Sotto i rifiuti spunta un giallo da 450 milioni
Non tornano i conti dell’emergenza rifiuti. La magistratura contabile ha acceso un faro soprattutto su 450 milioni di euro che, secondo i giudici della Corte dei conti, configurano «un esteso e non lineare trasferimento di fondi». In Campania la questione rifiuti è una costante dal 1994, ma ora la situazione si è fatta insostenibile anche da un punto di vista finanziario. La gestione dell’emergenza, infatti, fino a luglio 2009 è costata 2 miliardi e 356 milioni di euro. Senza contare tutta una serie di irregolarità evidenziate dalla Corte dei Conti nel rapporto sulla gestione dell’emergenza rifiuti in Campania.
Come emerge dal dossier non sono bastati 12 commissari per ripristinare la normalità nella Regione, soprattutto nelle province di Napoli e Caserta. Il primo dato allarmante è l’ammontare del debito: oltre 2,3 mld. Un buco di cui lo stesso staff del sottosegretario alla presidenza del Consiglio, Guido Bertolaso (attuale commissario straordinario per la gestione dell’emergenza) non aveva la minima idea. «Secondo quanto rappresentato dalle strutture del sottosegretario di Stato» si legge nella relazione, «il deficit di competenza al giugno 2008 ammonterebbe a circa 440 milioni», meno di un quinto di quello effettivo. Com’è stato possibile? Un particolare su tutti può aiutare a capire che fine abbia fatto questo mare di denaro. Dal primo gennaio 2007 al 10 giugno 2008 i cinque commissari delegati che si sono avvicendati (i prefetti Alessandro Pansa, Umberto Cimmino, Gianni De Gennaro e il sindaco di Salerno Vincenzo De Luca) hanno utilizzato 155 mln di cui allo stato attuale non esiste alcuna documentazione di spesa. Non solo, mancano all’appello i giustificativi dei 50 milioni pagati alla Fide Campania per operazioni di «trattamento e smaltimento dei rifiuti». Altri 30 mln, invece, sono stati «concessi a titolo di contributo ai Consorzi di bacino» senza che questi avessero fornito alcuna documentazione che provasse l’attività svolta per raccogliere e smaltire la spazzatura. La causa di questa incontrollata emorragia di fondi va ricercata soprattutto nelle 12 contabilità speciali aperte di volta in volta da ciascun nuovo commissario che veniva nominato a capo dell’emergenza. Si è trattato, in pratica, di «un esteso e non lineare trasferimento di fondi per almeno 450 min». E tutto questo senza considerare il conto pagato alle singole gestioni commissariali in questi ultimi 16 anni. Tra consumi intermedi e costi di funzionamento si è passati da una spesa media annua di 5 mln, fino al 2006, a una di oltre 50 mln negli ultimi due anni. Di questi il 19% è rappresentato da spese per consulenze esterne, una pratica, largamente diffusa durante la gestione commissariale, che «non prevede particolari modalità di selezione e, quindi, sfugge, fondamentalmente, ai principi di pubblicità, concorrenza e trasparenza».

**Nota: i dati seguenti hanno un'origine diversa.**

//! Consistency checks between a store and an incoming batch.
//!
//! Two rows with the same key agree on a column unless both carry data and the texts
//! differ; a placeholder on either side never counts against consistency. The comparator
//! only reports: it never resolves a mismatch, and the rows involved are returned verbatim
//! so the caller can fix the sources out of band.
//!
//! # Example
//!
//! ```
//! use citnet::{compare_overlap, Sentinels, Table};
//!
//! let sentinels = Sentinels::default();
//! let store = Table::from_text_rows(["ref", "vol"], [["jones 1999 jgr", "12"]], &sentinels).unwrap();
//! let batch = Table::from_text_rows(["ref", "vol"], [["jones 1999 jgr", "13"]], &sentinels).unwrap();
//!
//! let comparison = compare_overlap(&store, &batch, &["ref"], &sentinels).unwrap();
//! assert!(!comparison.is_consistent());
//! assert_eq!(comparison.mismatches[0].column, "vol");
//! ```

use crate::edges::{Edge, EdgeColumns, EdgeKey};
use crate::key::{group_by_key, table_keys};
use crate::table::Table;
use crate::value::{FieldValue, Sentinels};
use crate::{ReconcileError, Result};
use serde::{Deserialize, Serialize};
use std::collections::{BTreeMap, BTreeSet, HashMap};
use std::fmt;
use std::hash::Hash;

/// Which side of a comparison a row came from.
#[derive(Debug, Clone, Copy, PartialEq, Eq, Hash, Serialize, Deserialize)]
pub enum Side {
    Store,
    Batch,
}

impl fmt::Display for Side {
    fn fmt(&self, f: &mut fmt::Formatter<'_>) -> fmt::Result {
        match self {
            Side::Store => f.write_str("store"),
            Side::Batch => f.write_str("batch"),
        }
    }
}

/// A column where both sides carry data and disagree.
#[derive(Debug, Clone, PartialEq, Eq, Serialize, Deserialize)]
pub struct Mismatch {
    pub key: String,
    pub column: String,
    pub store_value: FieldValue,
    pub batch_value: FieldValue,
}

/// A key present on both sides, with the row holding it on each side.
#[derive(Debug, Clone, PartialEq, Eq, Serialize, Deserialize)]
pub struct OverlapPair {
    pub key: String,
    pub store_row: usize,
    pub batch_row: usize,
}

/// Result of comparing the overlapping rows of a store and a batch.
#[derive(Debug, Clone, Default, PartialEq, Eq, Serialize, Deserialize)]
pub struct Comparison {
    /// Keys found on both sides, in batch order.
    pub overlap: Vec<OverlapPair>,
    /// Every disagreeing column of every overlapping key.
    pub mismatches: Vec<Mismatch>,
    /// Store rows with at least one mismatch, projected onto the shared columns.
    pub store_rows: Table,
    /// Batch rows with at least one mismatch, projected onto the shared columns.
    pub batch_rows: Table,
}

impl Comparison {
    /// True when no shared column disagrees.
    pub fn is_consistent(&self) -> bool {
        self.mismatches.is_empty()
    }
}

/// Compares the rows of `store` and `batch` that share a key.
///
/// Only columns present in both tables are compared. Rows repeated verbatim under one key
/// count once.
///
/// # Errors
///
/// - [`ReconcileError::MissingKeyColumn`] if either table lacks a key column
/// - [`ReconcileError::DuplicateKeyInOverlap`] if either side holds differing rows for an
///   overlapping key
pub fn compare_overlap(
    store: &Table,
    batch: &Table,
    key_columns: &[impl AsRef<str>],
    sentinels: &Sentinels,
) -> Result<Comparison> {
    let store_keys: Vec<Option<String>> = table_keys(store, key_columns)?
        .into_iter()
        .map(Some)
        .collect();
    let batch_keys: Vec<Option<String>> = table_keys(batch, key_columns)?
        .into_iter()
        .map(Some)
        .collect();
    compare_keyed(store, &store_keys, batch, &batch_keys, key_columns, sentinels)
}

/// Keyed comparison shared by records and edges. Rows with a `None` key are ignored, and
/// key columns are not compared since equal keys may differ in whitespace.
pub(crate) fn compare_keyed<K>(
    store: &Table,
    store_keys: &[Option<K>],
    batch: &Table,
    batch_keys: &[Option<K>],
    key_columns: &[impl AsRef<str>],
    sentinels: &Sentinels,
) -> Result<Comparison>
where
    K: Hash + Eq + fmt::Display,
{
    let shared: Vec<(usize, usize)> = store
        .columns()
        .iter()
        .enumerate()
        .filter_map(|(s, column)| batch.column_index(column).map(|b| (s, b)))
        .collect();
    let shared_names: Vec<&str> = shared
        .iter()
        .map(|&(s, _)| store.columns()[s].as_str())
        .collect();
    let store_columns: Vec<usize> = shared.iter().map(|&(s, _)| s).collect();
    let batch_columns: Vec<usize> = shared.iter().map(|&(_, b)| b).collect();
    let compared: Vec<usize> = (0..shared.len())
        .filter(|&i| !key_columns.iter().any(|k| k.as_ref() == shared_names[i]))
        .collect();
    let store_compared: Vec<usize> = compared.iter().map(|&i| shared[i].0).collect();
    let batch_compared: Vec<usize> = compared.iter().map(|&i| shared[i].1).collect();

    let (_, store_groups) = group_by_key(present(store_keys));
    let (batch_order, batch_groups) = group_by_key(present(batch_keys));

    let mut comparison = Comparison {
        store_rows: Table::new(shared_names.iter().copied())?,
        batch_rows: Table::new(shared_names.iter().copied())?,
        ..Default::default()
    };

    for key in batch_order {
        let Some(store_group) = store_groups.get(key) else {
            continue;
        };
        let store_row = representative(store, store_group, &store_compared, key, Side::Store)?;
        let batch_row =
            representative(batch, &batch_groups[key], &batch_compared, key, Side::Batch)?;
        let (Some(store_values), Some(batch_values)) = (store.row(store_row), batch.row(batch_row))
        else {
            continue;
        };

        let mut mismatched = false;
        for &i in &compared {
            let (s, b) = shared[i];
            let column = shared_names[i];
            if !sentinels.agree(&store_values[s], &batch_values[b]) {
                mismatched = true;
                comparison.mismatches.push(Mismatch {
                    key: key.to_string(),
                    column: column.to_string(),
                    store_value: store_values[s].clone(),
                    batch_value: batch_values[b].clone(),
                });
            }
        }
        if mismatched {
            comparison
                .store_rows
                .push_row(store_columns.iter().map(|&s| store_values[s].clone()).collect())?;
            comparison
                .batch_rows
                .push_row(batch_columns.iter().map(|&b| batch_values[b].clone()).collect())?;
        }

        comparison.overlap.push(OverlapPair {
            key: key.to_string(),
            store_row,
            batch_row,
        });
    }

    Ok(comparison)
}

fn present<K>(keys: &[Option<K>]) -> impl Iterator<Item = (usize, &K)> {
    keys.iter()
        .enumerate()
        .filter_map(|(row, key)| key.as_ref().map(|key| (row, key)))
}

/// Picks the row standing for `key` on one side, requiring all of its rows to be identical
/// on the compared columns.
fn representative<K: fmt::Display>(
    table: &Table,
    rows: &[usize],
    columns: &[usize],
    key: &K,
    side: Side,
) -> Result<usize> {
    let first = rows[0];
    let Some(first_values) = table.row(first) else {
        return Ok(first);
    };
    let differs = rows[1..].iter().filter_map(|&r| table.row(r)).any(|values| {
        columns
            .iter()
            .any(|&column| values[column] != first_values[column])
    });
    if differs {
        return Err(ReconcileError::DuplicateKeyInOverlap {
            key: key.to_string(),
            side,
        });
    }
    Ok(first)
}

/// How the target sets of shared sources differ between the edge store and a batch.
///
/// These differences are informational: a batch may add targets to a source (the store
/// will hold the union), and a batch that lists fewer targets never deletes recorded edges.
#[derive(Debug, Clone, PartialEq, Eq, Serialize, Deserialize)]
pub struct EndpointComparison {
    /// True when every source present on both sides has the same target set.
    pub target_sets_match: bool,
    /// Sources for which the batch adds targets the store lacks.
    pub additive_sources: Vec<EdgeKey>,
    /// Sources for which the batch lists fewer targets than the store holds.
    pub omitting_sources: Vec<EdgeKey>,
    /// Store edges whose target the batch does not list for a shared source.
    pub store_only: Table,
    /// Batch edges adding a new target to a shared source.
    pub batch_only: Table,
}

/// Result of comparing an edge store with an edge batch.
#[derive(Debug, Clone, PartialEq, Eq, Serialize, Deserialize)]
pub struct GraphComparison {
    /// Informational target-set differences.
    pub endpoints: EndpointComparison,
    /// Metadata comparison of edges present on both sides. Mismatches here are fatal for
    /// an import.
    pub data: Comparison,
}

impl GraphComparison {
    pub fn is_consistent(&self) -> bool {
        self.data.is_consistent()
    }
}

/// Compares an edge table with an edge batch.
///
/// The batch's endpoint columns are mapped onto the store's before comparing, so a batch
/// labelled `src`/`ref` can be compared with a store labelled `src`/`tgt`. Rows with a
/// placeholder endpoint take no part.
///
/// # Errors
///
/// - [`ReconcileError::MissingKeyColumn`] if an endpoint column is missing
/// - [`ReconcileError::DuplicateKeyInOverlap`] if one side holds differing rows for the same
///   edge
pub fn compare_graph(
    store: &Table,
    store_columns: &EdgeColumns,
    batch: &Table,
    batch_columns: &EdgeColumns,
    sentinels: &Sentinels,
) -> Result<GraphComparison> {
    let batch = batch_columns.align(batch, store_columns)?;
    let store_edges = store_columns.edges(store, sentinels)?;
    let batch_edges = store_columns.edges(&batch, sentinels)?;
    compare_edges(
        store,
        &store_edges,
        &batch,
        &batch_edges,
        &store_columns.names(),
        sentinels,
    )
}

/// Graph comparison over tables that already share endpoint column names.
pub(crate) fn compare_edges(
    store: &Table,
    store_edges: &[Option<Edge>],
    batch: &Table,
    batch_edges: &[Option<Edge>],
    endpoint_columns: &[&str],
    sentinels: &Sentinels,
) -> Result<GraphComparison> {
    let store_targets = targets_by_source(store_edges);
    let batch_targets = targets_by_source(batch_edges);

    let mut additive_sources = Vec::new();
    let mut omitting_sources = Vec::new();
    for (source, batch_set) in &batch_targets {
        let Some(store_set) = store_targets.get(source) else {
            continue;
        };
        if batch_set.difference(store_set).next().is_some() {
            additive_sources.push((*source).clone());
        }
        if store_set.difference(batch_set).next().is_some() {
            omitting_sources.push((*source).clone());
        }
    }

    let store_only = unmatched_rows(store_edges, &batch_targets);
    let batch_only = unmatched_rows(batch_edges, &store_targets);

    let endpoints = EndpointComparison {
        target_sets_match: additive_sources.is_empty() && omitting_sources.is_empty(),
        additive_sources,
        omitting_sources,
        store_only: store.select_rows(&store_only),
        batch_only: batch.select_rows(&batch_only),
    };
    let data = compare_keyed(store, store_edges, batch, batch_edges, endpoint_columns, sentinels)?;

    Ok(GraphComparison { endpoints, data })
}

fn targets_by_source(edges: &[Option<Edge>]) -> BTreeMap<&EdgeKey, BTreeSet<&EdgeKey>> {
    let mut targets: BTreeMap<&EdgeKey, BTreeSet<&EdgeKey>> = BTreeMap::new();
    for edge in edges.iter().flatten() {
        targets.entry(&edge.source).or_default().insert(&edge.target);
    }
    targets
}

/// Rows whose source appears in `other` but whose target does not.
fn unmatched_rows(
    edges: &[Option<Edge>],
    other: &BTreeMap<&EdgeKey, BTreeSet<&EdgeKey>>,
) -> Vec<usize> {
    edges
        .iter()
        .enumerate()
        .filter_map(|(row, edge)| {
            let edge = edge.as_ref()?;
            let targets = other.get(&edge.source)?;
            (!targets.contains(&edge.target)).then_some(row)
        })
        .collect()
}

/// Counts mismatches per column; handy when reporting an inconsistent import.
pub fn mismatch_counts(comparison: &Comparison) -> HashMap<&str, usize> {
    let mut counts = HashMap::new();
    for mismatch in &comparison.mismatches {
        *counts.entry(mismatch.column.as_str()).or_insert(0) += 1;
    }
    counts
}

L’ultimo paradosso riguarda il termovalorizzatore di Acerra (che sarà gestito da A2A per i prossimi 15 anni). Oltre a non essere in grado di smaltire le «ecoballe» che si sono accumulate negli anni, «tenderebbe a scoraggiare» lo sviluppo di pratiche virtuose come la raccolta differenziata porta a porta. Prefigurando un arco temporale di vita utile di almeno 25 anni, si legge nel referto, durante il quale sarebbe necessario reperire combustibile da rifiuti sufficiente al normale funzionamento degli impianti, molte forme di raccolta differenziata non verrebbero più perseguite.